Problem to solve
Look for "MalformedEncoding" in each line of the entries, and return the matching lines.

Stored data
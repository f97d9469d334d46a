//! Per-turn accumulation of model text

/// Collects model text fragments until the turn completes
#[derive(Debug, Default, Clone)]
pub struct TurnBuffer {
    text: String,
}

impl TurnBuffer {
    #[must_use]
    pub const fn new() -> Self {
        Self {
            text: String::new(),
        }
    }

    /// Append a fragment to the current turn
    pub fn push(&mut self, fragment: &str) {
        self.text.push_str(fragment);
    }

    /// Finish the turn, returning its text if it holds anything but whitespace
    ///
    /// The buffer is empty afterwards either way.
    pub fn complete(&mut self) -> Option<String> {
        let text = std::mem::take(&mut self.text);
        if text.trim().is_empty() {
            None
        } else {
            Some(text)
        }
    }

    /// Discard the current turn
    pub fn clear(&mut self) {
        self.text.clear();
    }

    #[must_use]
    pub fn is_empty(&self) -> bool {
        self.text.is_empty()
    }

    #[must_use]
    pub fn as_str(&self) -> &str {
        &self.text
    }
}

==

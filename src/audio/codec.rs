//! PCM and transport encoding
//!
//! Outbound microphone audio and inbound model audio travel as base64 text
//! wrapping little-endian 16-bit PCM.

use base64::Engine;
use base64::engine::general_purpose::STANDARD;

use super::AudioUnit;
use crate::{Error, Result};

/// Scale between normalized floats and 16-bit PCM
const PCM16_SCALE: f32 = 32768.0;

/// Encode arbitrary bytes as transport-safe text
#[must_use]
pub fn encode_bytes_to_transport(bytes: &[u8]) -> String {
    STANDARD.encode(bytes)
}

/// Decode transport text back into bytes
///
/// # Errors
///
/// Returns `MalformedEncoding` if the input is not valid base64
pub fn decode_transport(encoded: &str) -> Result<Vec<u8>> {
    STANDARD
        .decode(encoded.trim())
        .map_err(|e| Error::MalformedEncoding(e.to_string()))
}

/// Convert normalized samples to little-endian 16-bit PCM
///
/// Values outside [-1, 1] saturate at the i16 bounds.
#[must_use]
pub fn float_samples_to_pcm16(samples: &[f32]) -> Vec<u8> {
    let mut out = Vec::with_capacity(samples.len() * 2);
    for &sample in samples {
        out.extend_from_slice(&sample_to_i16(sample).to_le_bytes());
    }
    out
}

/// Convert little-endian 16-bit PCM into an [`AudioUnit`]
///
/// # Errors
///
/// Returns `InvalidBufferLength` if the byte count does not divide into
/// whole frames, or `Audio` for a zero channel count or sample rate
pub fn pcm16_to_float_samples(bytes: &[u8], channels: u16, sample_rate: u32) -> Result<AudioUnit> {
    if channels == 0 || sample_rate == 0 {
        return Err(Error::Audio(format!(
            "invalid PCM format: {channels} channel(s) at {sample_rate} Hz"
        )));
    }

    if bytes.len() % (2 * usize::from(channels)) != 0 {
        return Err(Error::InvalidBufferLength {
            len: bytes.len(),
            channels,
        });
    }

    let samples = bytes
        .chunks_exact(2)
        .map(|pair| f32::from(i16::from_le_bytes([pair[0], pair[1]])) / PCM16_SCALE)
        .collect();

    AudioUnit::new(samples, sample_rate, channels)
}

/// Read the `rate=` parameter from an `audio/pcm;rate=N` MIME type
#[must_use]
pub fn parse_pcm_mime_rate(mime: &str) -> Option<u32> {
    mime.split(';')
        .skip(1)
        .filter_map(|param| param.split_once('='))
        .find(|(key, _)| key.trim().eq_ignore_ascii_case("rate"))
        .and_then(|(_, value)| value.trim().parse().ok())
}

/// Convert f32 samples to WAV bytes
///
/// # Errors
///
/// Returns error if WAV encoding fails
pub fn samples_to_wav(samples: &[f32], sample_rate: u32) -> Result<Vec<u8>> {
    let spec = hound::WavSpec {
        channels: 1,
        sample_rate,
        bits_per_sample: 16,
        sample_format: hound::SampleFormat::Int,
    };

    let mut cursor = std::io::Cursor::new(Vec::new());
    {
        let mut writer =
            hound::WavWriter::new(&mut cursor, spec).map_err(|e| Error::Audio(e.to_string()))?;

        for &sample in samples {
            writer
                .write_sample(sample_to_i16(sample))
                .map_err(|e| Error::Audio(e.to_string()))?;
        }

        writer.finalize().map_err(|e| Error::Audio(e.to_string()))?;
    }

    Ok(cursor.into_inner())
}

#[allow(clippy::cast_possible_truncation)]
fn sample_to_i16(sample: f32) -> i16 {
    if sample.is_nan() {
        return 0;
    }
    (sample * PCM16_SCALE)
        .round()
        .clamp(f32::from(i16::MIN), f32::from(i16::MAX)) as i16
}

Answer to the exercise
/// Returns `MalformedEncoding` if the input is not valid base64
        .map_err(|e| Error::MalformedEncoding(e.to_string()))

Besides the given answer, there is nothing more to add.